PARIS (Reuters) - It was rumored for some time but seems finally to have been confirmed: Pierre Sarkozy, the French president's eldest son, aged 22, is a hip hop producer.

Parisian rapper "Poison" told hip hop radio Generations 88.2 in an interview last week that Pierre Sarkozy, also known as "Mosey," had composed "La Rue," one of the titles on his upcoming album "Mec de Tess" (city guy), the daily Liberation reported on Monday.

"Hey, I'm Mosey, a young Parisian producer, with my crew: Da Crime Chantilly we produced hip hop, soul and rnb beatz."

That's how "Mosey" -- which means to amble along -- describes himself on the Myspace page of his label: Da Crime Chantilly: http://www.myspace.com/Moseyproducer

Pierre Sarkozy is one of President Nicolas Sarkozy's two sons from his first marriage to Marie-Dominique Culioli.

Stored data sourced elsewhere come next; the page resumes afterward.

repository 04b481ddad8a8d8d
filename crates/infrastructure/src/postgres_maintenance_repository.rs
//! PostgreSQL-backed maintenance ticket repository.

use async_trait::async_trait;
use chrono::{DateTime, Utc};
use rust_decimal::Decimal;
use sqlx::{FromRow, PgPool};

use smartsales_application::{MaintenanceQuery, MaintenanceRepository, NewMaintenanceTicket};
use smartsales_core::{AppError, AppResult};
use smartsales_domain::MaintenanceTicket;

use crate::postgres_support::internal;

/// PostgreSQL implementation of the maintenance repository port.
#[derive(Clone)]
pub struct PostgresMaintenanceRepository {
    pool: PgPool,
}

impl PostgresMaintenanceRepository {
    /// Creates a repository with the provided connection pool.
    #[must_use]
    pub fn new(pool: PgPool) -> Self {
        Self { pool }
    }
}

#[derive(Debug, FromRow)]
struct TicketRow {
    id: i64,
    product_id: i64,
    product_name: String,
    technician_id: Option<i64>,
    customer_id: i64,
    sale_id: i64,
    requested_at: DateTime<Utc>,
    performed_at: Option<DateTime<Utc>>,
    kind: String,
    status: String,
    description: String,
    covered_by_warranty: bool,
    cost: Option<Decimal>,
    technician_notes: Option<String>,
}

impl TryFrom<TicketRow> for MaintenanceTicket {
    type Error = AppError;

    fn try_from(row: TicketRow) -> Result<Self, Self::Error> {
        Ok(Self {
            id: row.id,
            product_id: row.product_id,
            product_name: row.product_name,
            technician_id: row.technician_id,
            customer_id: row.customer_id,
            sale_id: row.sale_id,
            requested_at: row.requested_at,
            performed_at: row.performed_at,
            kind: row.kind.parse()?,
            status: row.status.parse()?,
            description: row.description,
            covered_by_warranty: row.covered_by_warranty,
            cost: row.cost,
            technician_notes: row.technician_notes,
        })
    }
}

fn missing(ticket_id: i64) -> AppError {
    AppError::NotFound(format!("mantenimiento {ticket_id} no encontrado"))
}

#[async_trait]
impl MaintenanceRepository for PostgresMaintenanceRepository {
    async fn create_ticket(&self, input: NewMaintenanceTicket) -> AppResult<MaintenanceTicket> {
        let ticket_id = sqlx::query_scalar::<_, i64>(
            r#"
            INSERT INTO maintenance_tickets (
                product_id,
                customer_id,
                sale_id,
                kind,
                description,
                covered_by_warranty
            )
            VALUES ($1, $2, $3, $4, $5, $6)
            RETURNING id
            "#,
        )
        .bind(input.product_id)
        .bind(input.customer_id)
        .bind(input.sale_id)
        .bind(input.kind.as_str())
        .bind(input.description.as_str())
        .bind(input.covered_by_warranty)
        .fetch_one(&self.pool)
        .await
        .map_err(internal("create maintenance ticket"))?;

        self.find_ticket(ticket_id)
            .await?
            .ok_or_else(|| missing(ticket_id))
    }

    async fn find_ticket(&self, ticket_id: i64) -> AppResult<Option<MaintenanceTicket>> {
        sqlx::query_as::<_, TicketRow>(
            r#"
            SELECT
                m.id, m.product_id, p.name AS product_name, m.technician_id, m.customer_id,
                m.sale_id, m.requested_at, m.performed_at, m.kind, m.status, m.description,
                m.covered_by_warranty, m.cost, m.technician_notes
            FROM maintenance_tickets m
            JOIN products p ON p.id = m.product_id
            WHERE m.id = $1
            "#,
        )
        .bind(ticket_id)
        .fetch_optional(&self.pool)
        .await
        .map_err(internal("find maintenance ticket"))?
        .map(MaintenanceTicket::try_from)
        .transpose()
    }

    async fn list_tickets(&self, query: MaintenanceQuery) -> AppResult<Vec<MaintenanceTicket>> {
        let rows = sqlx::query_as::<_, TicketRow>(
            r#"
            SELECT
                m.id, m.product_id, p.name AS product_name, m.technician_id, m.customer_id,
                m.sale_id, m.requested_at, m.performed_at, m.kind, m.status, m.description,
                m.covered_by_warranty, m.cost, m.technician_notes
            FROM maintenance_tickets m
            JOIN products p ON p.id = m.product_id
            WHERE ($1::BIGINT IS NULL OR m.customer_id = $1)
                AND ($2::BIGINT IS NULL OR m.technician_id = $2)
            ORDER BY m.requested_at DESC, m.id DESC
            "#,
        )
        .bind(query.customer_id)
        .bind(query.technician_id)
        .fetch_all(&self.pool)
        .await
        .map_err(internal("list maintenance tickets"))?;

        rows.into_iter().map(MaintenanceTicket::try_from).collect()
    }

    async fn save_ticket(&self, ticket: &MaintenanceTicket) -> AppResult<MaintenanceTicket> {
        let result = sqlx::query(
            r#"
            UPDATE maintenance_tickets
            SET technician_id = $2,
                status = $3,
                performed_at = $4,
                cost = $5,
                technician_notes = $6
            WHERE id = $1
            "#,
        )
        .bind(ticket.id)
        .bind(ticket.technician_id)
        .bind(ticket.status.as_str())
        .bind(ticket.performed_at)
        .bind(ticket.cost)
        .bind(ticket.technician_notes.as_deref())
        .execute(&self.pool)
        .await
        .map_err(internal("save maintenance ticket"))?;

        if result.rows_affected() == 0 {
            return Err(missing(ticket.id));
        }

        self.find_ticket(ticket.id)
            .await?
            .ok_or_else(|| missing(ticket.id))
    }

    async fn delete_ticket(&self, ticket_id: i64) -> AppResult<()> {
        let result = sqlx::query("DELETE FROM maintenance_tickets WHERE id = $1")
            .bind(ticket_id)
            .execute(&self.pool)
            .await
            .map_err(internal("delete maintenance ticket"))?;

        if result.rows_affected() == 0 {
            return Err(missing(ticket_id));
        }

        Ok(())
    }

    async fn has_open_ticket(&self, product_id: i64, sale_id: i64) -> AppResult<bool> {
        sqlx::query_scalar::<_, bool>(
            r#"
            SELECT EXISTS (
                SELECT 1
                FROM maintenance_tickets
                WHERE product_id = $1
                    AND sale_id = $2
                    AND status IN ('pendiente', 'en_proceso')
            )
            "#,
        )
        .bind(product_id)
        .bind(sale_id)
        .fetch_one(&self.pool)
        .await
        .map_err(internal("check open maintenance tickets"))
    }
}

#[cfg(test)]
mod tests;
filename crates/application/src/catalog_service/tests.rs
use std::sync::Arc;

use rust_decimal::Decimal;
use smartsales_core::{AppError, UserRole};
use smartsales_domain::{ProductDiscount, ProductDraft};

use super::CatalogService;
use crate::ProductQuery;
use crate::test_support::{FakeCatalogRepository, actor, date, product, recorder};

fn draft(name: &str, brand_id: Option<i64>) -> ProductDraft {
    let Ok(draft) = ProductDraft::new(
        name,
        "Equipo de línea blanca",
        Decimal::new(45_000, 2),
        8,
        12,
        brand_id,
        None,
        None,
        true,
    ) else {
        panic!("draft should be valid");
    };
    draft
}

#[tokio::test]
async fn brand_writes_require_admin_and_are_audited() {
    let (audit, entries) = recorder();
    let service = CatalogService::new(Arc::new(FakeCatalogRepository::default()), audit);

    let denied = service
        .create_brand(&actor(3, UserRole::Cliente), "Samsung")
        .await;
    assert!(matches!(denied, Err(AppError::Forbidden(_))));

    let admin = actor(1, UserRole::Administrador);
    let Ok(brand) = service.create_brand(&admin, "  Samsung ").await else {
        panic!("admin should create brand");
    };
    assert_eq!(brand.name, "Samsung");
    assert!(service.update_brand(&admin, brand.id, "Samsung Electronics").await.is_ok());
    assert!(service.delete_brand(&admin, brand.id).await.is_ok());

    assert_eq!(
        entries.actions().await,
        vec![
            "Creó marca: Samsung".to_owned(),
            "Actualizó marca: Samsung Electronics".to_owned(),
            "Eliminó marca: Samsung Electronics".to_owned(),
        ]
    );
}

#[tokio::test]
async fn blank_category_name_is_rejected() {
    let (audit, _) = recorder();
    let service = CatalogService::new(Arc::new(FakeCatalogRepository::default()), audit);

    let result = service
        .create_category(&actor(1, UserRole::Administrador), "   ")
        .await;
    assert!(matches!(result, Err(AppError::Validation(_))));
}

#[tokio::test]
async fn product_with_unknown_brand_is_not_found() {
    let (audit, entries) = recorder();
    let service = CatalogService::new(Arc::new(FakeCatalogRepository::default()), audit);

    let result = service
        .create_product(&actor(1, UserRole::Administrador), draft("Lavadora", Some(99)))
        .await;

    assert!(matches!(result, Err(AppError::NotFound(_))));
    assert!(entries.actions().await.is_empty());
}

#[tokio::test]
async fn product_search_ignores_blank_terms() {
    let (audit, _) = recorder();
    let repository = FakeCatalogRepository::with_products(vec![
        product(1, "Lavadora", 400, 3),
        product(2, "Cocina", 150, 2),
    ]);
    let service = CatalogService::new(Arc::new(repository), audit);

    let all = service
        .list_products(ProductQuery {
            search: Some("  ".to_owned()),
            ..ProductQuery::default()
        })
        .await;
    let filtered = service
        .list_products(ProductQuery {
            search: Some("lava".to_owned()),
            ..ProductQuery::default()
        })
        .await;

    assert!(matches!(all, Ok(ref products) if products.len() == 2));
    assert!(matches!(filtered, Ok(ref products) if products.len() == 1));
}

#[tokio::test]
async fn product_discount_is_validated_and_audited() {
    let (audit, entries) = recorder();
    let repository = Arc::new(FakeCatalogRepository::with_products(vec![product(
        1, "Lavadora", 400, 3,
    )]));
    let service = CatalogService::new(repository.clone(), audit);
    let admin = actor(1, UserRole::Administrador);

    let invalid = service
        .set_product_discount(
            &admin,
            1,
            Some(ProductDiscount {
                percentage: Decimal::from(120),
                starts_on: date(2024, 9, 1),
                ends_on: date(2024, 9, 30),
            }),
        )
        .await;
    assert!(matches!(invalid, Err(AppError::Validation(_))));

    let applied = service
        .set_product_discount(
            &admin,
            1,
            Some(ProductDiscount {
                percentage: Decimal::from(15),
                starts_on: date(2024, 9, 1),
                ends_on: date(2024, 9, 30),
            }),
        )
        .await;
    let Ok(applied) = applied else {
        panic!("discount should apply");
    };
    assert_eq!(
        applied.effective_price(date(2024, 9, 10)),
        Decimal::from(340)
    );
    assert_eq!(
        entries.actions().await,
        vec!["Aplicó descuento de 15% a producto: Lavadora".to_owned()]
    );
}
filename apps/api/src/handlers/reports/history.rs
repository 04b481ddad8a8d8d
use super::*;

#[derive(Debug, serde::Deserialize)]
pub struct ReportHistoryQuery {
    pub tipo: Option<String>,
    pub formato: Option<String>,
    pub fecha_desde: Option<NaiveDate>,
}

pub async fn list_reports_handler(
    State(state): State<AppState>,
    Extension(actor): Extension<ActorContext>,
) -> ApiResult<Json<Vec<ReportResponse>>> {
    let reports = state
        .report_service
        .list_reports(&actor, ReportQuery::default())
        .await?
        .into_iter()
        .map(ReportResponse::from)
        .collect();

    Ok(Json(reports))
}

pub async fn report_history_handler(
    State(state): State<AppState>,
    Extension(actor): Extension<ActorContext>,
    Query(query): Query<ReportHistoryQuery>,
) -> ApiResult<Json<ReportHistoryResponse>> {
    let filter = ReportQuery {
        requested_by: None,
        report_type: parse_optional::<ReportType>(query.tipo)?,
        format: parse_optional::<ReportFormat>(query.formato)?,
        generated_since: query.fecha_desde,
    };
    let reportes: Vec<ReportResponse> = state
        .report_service
        .list_reports(&actor, filter)
        .await?
        .into_iter()
        .map(ReportResponse::from)
        .collect();

    Ok(Json(ReportHistoryResponse {
        count: reportes.len(),
        reportes,
    }))
}

pub async fn get_report_handler(
    State(state): State<AppState>,
    Extension(actor): Extension<ActorContext>,
    Path(report_id): Path<i64>,
) -> ApiResult<Json<ReportResponse>> {
    let report = state.report_service.get_report(&actor, report_id).await?;
    Ok(Json(ReportResponse::from(report)))
}

pub async fn download_report_handler(
    State(state): State<AppState>,
    Extension(actor): Extension<ActorContext>,
    Path(report_id): Path<i64>,
) -> ApiResult<impl IntoResponse> {
    let download = state.report_service.download(&actor, report_id).await?;
    let disposition = format!("attachment; filename=\"{}\"", download.file_name);

    Ok((
        [
            (header::CONTENT_TYPE, download.content_type.to_owned()),
            (header::CONTENT_DISPOSITION, disposition),
        ],
        download.bytes,
    ))
}

pub async fn delete_report_handler(
    State(state): State<AppState>,
    Extension(actor): Extension<ActorContext>,
    Path(report_id): Path<i64>,
) -> ApiResult<StatusCode> {
    state
        .report_service
        .delete_report(&actor, report_id)
        .await?;
    Ok(StatusCode::NO_CONTENT)
}
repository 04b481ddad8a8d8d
use axum::http::header::{AUTHORIZATION, CONTENT_TYPE};
use axum::http::{HeaderValue, Method};
use smartsales_core::AppError;
use tower_http::cors::CorsLayer;

pub(super) fn build_cors_layer(frontend_url: &str) -> Result<CorsLayer, AppError> {
    Ok(CorsLayer::new()
        .allow_origin(
            HeaderValue::from_str(frontend_url)
                .map_err(|error| AppError::Internal(format!("invalid FRONTEND_URL: {error}")))?,
        )
        .allow_credentials(true)
        .allow_methods([
            Method::GET,
            Method::POST,
            Method::PUT,
            Method::PATCH,
            Method::DELETE,
            Method::OPTIONS,
        ])
        .allow_headers([AUTHORIZATION, CONTENT_TYPE]))
}
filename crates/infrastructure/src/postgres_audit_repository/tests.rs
use smartsales_application::{AuditLogQuery, AuditRepository, NewAuditEntry};

use super::PostgresAuditRepository;
use crate::postgres_support::test_pool::test_pool;

#[tokio::test]
async fn search_matches_action_and_ip_newest_first() {
    let Some(pool) = test_pool().await else {
        return;
    };
    let repository = PostgresAuditRepository::new(pool);
    let marker = uuid::Uuid::new_v4().simple().to_string();

    for (action, ip) in [
        (format!("Creó marca: {marker}"), "10.1.1.1"),
        (format!("Eliminó marca: {marker}"), "10.1.1.2"),
    ] {
        let appended = repository
            .append_entry(NewAuditEntry {
                user_id: None,
                username: Some("auditor".to_owned()),
                action,
                ip: Some(ip.to_owned()),
                success: true,
            })
            .await;
        assert!(appended.is_ok());
    }

    let entries = repository
        .list_entries(AuditLogQuery {
            search: Some(marker.clone()),
            limit: 10,
            offset: 0,
        })
        .await;
    let Ok(entries) = entries else {
        panic!("audit entries should list");
    };
    assert_eq!(entries.len(), 2);
    assert!(entries[0].action.starts_with("Eliminó"));

    let paged = repository
        .list_entries(AuditLogQuery {
            search: Some(marker),
            limit: 1,
            offset: 1,
        })
        .await;
    assert!(matches!(paged, Ok(ref list) if list.len() == 1 && list[0].action.starts_with("Creó")));
}
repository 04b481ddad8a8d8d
use async_trait::async_trait;
use smartsales_core::AppResult;
use smartsales_domain::{MaintenanceKind, MaintenanceTicket};

/// Input for ticket creation.
#[derive(Debug, Clone, PartialEq, Eq)]
pub struct NewMaintenanceTicket {
    /// Product under maintenance.
    pub product_id: i64,
    /// Requesting customer.
    pub customer_id: i64,
    /// Originating sale.
    pub sale_id: i64,
    /// Kind of work.
    pub kind: MaintenanceKind,
    /// Problem description.
    pub description: String,
    /// Whether a current warranty covers the work.
    pub covered_by_warranty: bool,
}

/// Ticket listing filters.
#[derive(Debug, Clone, Copy, Default, PartialEq, Eq)]
pub struct MaintenanceQuery {
    /// Restrict to one customer.
    pub customer_id: Option<i64>,
    /// Restrict to one technician.
    pub technician_id: Option<i64>,
}

/// Repository port for maintenance tickets.
#[async_trait]
pub trait MaintenanceRepository: Send + Sync {
    /// Creates a pending ticket.
    async fn create_ticket(&self, input: NewMaintenanceTicket) -> AppResult<MaintenanceTicket>;

    /// Finds a ticket.
    async fn find_ticket(&self, ticket_id: i64) -> AppResult<Option<MaintenanceTicket>>;

    /// Lists tickets newest first.
    async fn list_tickets(&self, query: MaintenanceQuery) -> AppResult<Vec<MaintenanceTicket>>;

    /// Persists technician, status, completion, cost and notes of a ticket.
    async fn save_ticket(&self, ticket: &MaintenanceTicket) -> AppResult<MaintenanceTicket>;

    /// Deletes a ticket.
    async fn delete_ticket(&self, ticket_id: i64) -> AppResult<()>;

    /// Whether a pending or in-progress ticket exists for the product of a sale.
    async fn has_open_ticket(&self, product_id: i64, sale_id: i64) -> AppResult<bool>;
}
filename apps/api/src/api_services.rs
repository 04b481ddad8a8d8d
mod database;
mod state_builder;

pub use database::connect_and_migrate;
pub use state_builder::build_app_state;
use async_trait::async_trait;
use chrono::{DateTime, NaiveDate, Utc};
use smartsales_core::{AppError, AppResult, UserRole};
use smartsales_domain::{
    GroupBy, Product, Report, ReportField, ReportFormat, ReportParameters, ReportType, Sale,
};
use tokio::sync::Mutex;

use super::{ReportDataset, ReportService, SalesDetail, report_file_name};
use crate::test_support::{
    MemoryDocumentStore, RecordingAuditRepository, actor, date, paid_sale, product, recorder,
    timestamp,
};
use crate::{
    AiReportHints, AudioClip, CustomerPurchaseSummary, NewReport, PromptInterpreter,
    RenderedReport, ReportDataSource, ReportQuery, ReportRenderer, ReportRepository,
    SpeechTranscriber,
};

#[derive(Default)]
struct InMemoryReportRepository {
    reports: Mutex<Vec<Report>>,
}

#[async_trait]
impl ReportRepository for InMemoryReportRepository {
    async fn create_report(&self, input: NewReport) -> AppResult<Report> {
        let mut reports = self.reports.lock().await;
        let report = Report {
            id: i64::try_from(reports.len()).unwrap_or_default() + 1,
            report_type: input.report_type,
            format: input.format,
            generated_at: Utc::now(),
            requested_by: Some(input.requested_by),
            requested_by_username: None,
            file_path: Some(input.file_path),
            parameters: input.parameters,
            starts_on: input.starts_on,
            ends_on: input.ends_on,
            description: input.description,
        };
        reports.push(report.clone());
        Ok(report)
    }

    async fn find_report(&self, report_id: i64) -> AppResult<Option<Report>> {
        Ok(self
            .reports
            .lock()
            .await
            .iter()
            .find(|report| report.id == report_id)
            .cloned())
    }

    async fn list_reports(&self, query: ReportQuery) -> AppResult<Vec<Report>> {
        Ok(self
            .reports
            .lock()
            .await
            .iter()
            .filter(|report| {
                query
                    .requested_by
                    .is_none_or(|user_id| report.requested_by == Some(user_id))
            })
            .cloned()
            .collect())
    }

    async fn delete_report(&self, report_id: i64) -> AppResult<()> {
        self.reports
            .lock()
            .await
            .retain(|report| report.id != report_id);
        Ok(())
    }
}
use serde::Serialize;
use smartsales_application::ForecastOverview;
use smartsales_domain::{MonthlyForecast, MonthlySales};
use ts_rs::TS;

/// Observed monthly total as exposed by the history endpoint.
#[derive(Debug, Serialize, TS)]
#[ts(
    export,
    export_to = "../../../packages/api-types/src/generated/monthly-sales-response.ts"
)]
pub struct MonthlySalesResponse {
    pub mes: String,
    pub total_ventas: f64,
}

/// One month with its total, observed or predicted.
#[derive(Debug, Serialize, TS)]
#[ts(
    export,
    export_to = "../../../packages/api-types/src/generated/forecast-point-response.ts"
)]
pub struct ForecastPointResponse {
    pub mes: String,
    pub ventas: f64,
}

/// History and predictions side by side.
#[derive(Debug, Serialize, TS)]
#[ts(
    export,
    export_to = "../../../packages/api-types/src/generated/forecast-overview-response.ts"
)]
pub struct ForecastOverviewResponse {
    pub historico: Vec<ForecastPointResponse>,
    pub predicciones: Vec<ForecastPointResponse>,
}

impl From<MonthlySales> for MonthlySalesResponse {
    fn from(value: MonthlySales) -> Self {
        Self {
            mes: value.period.to_string(),
            total_ventas: value.total,
        }
    }
}

impl From<MonthlySales> for ForecastPointResponse {
    fn from(value: MonthlySales) -> Self {
        Self {
            mes: value.period.to_string(),
            ventas: value.total,
        }
    }
}

impl From<MonthlyForecast> for ForecastPointResponse {
    fn from(value: MonthlyForecast) -> Self {
        Self {
            mes: value.period.to_string(),
            ventas: value.total,
        }
    }
}

impl From<ForecastOverview> for ForecastOverviewResponse {
    fn from(overview: ForecastOverview) -> Self {
        Self {
            historico: overview.historic.into_iter().map(Into::into).collect(),
            predicciones: overview.predictions.into_iter().map(Into::into).collect(),
        }
    }
}
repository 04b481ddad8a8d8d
use serde::{Deserialize, Serialize};
use smartsales_application::{IssuedUser, RoleDescriptor};
use smartsales_domain::UserAccount;
use ts_rs::TS;

use super::common::timestamp;

/// Incoming payload for user creation.
#[derive(Debug, Deserialize, TS)]
#[ts(
    export,
    export_to = "../../../packages/api-types/src/generated/create-user-request.ts"
)]
pub struct CreateUserRequest {
    pub username: String,
    pub email: String,
    pub telefono: Option<String>,
    pub direccion: Option<String>,
    pub rol: String,
}

/// Incoming payload for a role change.
#[derive(Debug, Deserialize, TS)]
#[ts(
    export,
    export_to = "../../../packages/api-types/src/generated/change-role-request.ts"
)]
pub struct ChangeRoleRequest {
    pub rol: String,
}

/// API representation of a user account.
#[derive(Debug, Serialize, TS)]
#[ts(
    export,
    export_to = "../../../packages/api-types/src/generated/user-response.ts"
)]
pub struct UserResponse {
    pub id: i64,
    pub username: String,
    pub email: String,
    pub telefono: Option<String>,
    pub direccion: Option<String>,
    pub rol: String,
    pub fecha_registro: String,
    pub activo: bool,
}

/// Created account plus its one-time bearer token.
#[derive(Debug, Serialize, TS)]
#[ts(
    export,
    export_to = "../../../packages/api-types/src/generated/created-user-response.ts"
)]
pub struct CreatedUserResponse {
    pub usuario: UserResponse,
    pub token: String,
}

/// API representation of a platform role.
#[derive(Debug, Serialize, TS)]
#[ts(
    export,
    export_to = "../../../packages/api-types/src/generated/role-response.ts"
)]
pub struct RoleResponse {
    pub nombre: String,
    pub descripcion: String,
    pub capacidades: Vec<String>,
}

impl From<UserAccount> for UserResponse {
    fn from(account: UserAccount) -> Self {
        Self {
            id: account.id,
            username: account.username,
            email: account.email,
            telefono: account.phone,
            direccion: account.address,
            rol: account.role.as_str().to_owned(),
            fecha_registro: timestamp(account.joined_at),
            activo: account.active,
        }
    }
}

impl From<IssuedUser> for CreatedUserResponse {
    fn from(issued: IssuedUser) -> Self {
        Self {
            usuario: UserResponse::from(issued.account),
            token: issued.token,
        }
    }
}

impl From<RoleDescriptor> for RoleResponse {
    fn from(descriptor: RoleDescriptor) -> Self {
        Self {
            nombre: descriptor.role.as_str().to_owned(),
            descripcion: descriptor.description.to_owned(),
            capacidades: descriptor
                .capabilities
                .iter()
                .map(|capability| (*capability).to_owned())
                .collect(),
        }
    }
}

"I have known him for five years," "Poison" was quoted as saying. "I met him at a party. When I heard (who he was), I lost it, I called him. He told me: 'Poison, I did not want to tell you, you would not have wanted to hang out with me'."

During his time as interior minister, Sarkozy initiated cases against French rappers such as Mohamed Bourokba, better known as "Hame" from the group La Rumeur, for defaming the police. Sarkozy is also known for his tough approach to curbing violence in the suburbs.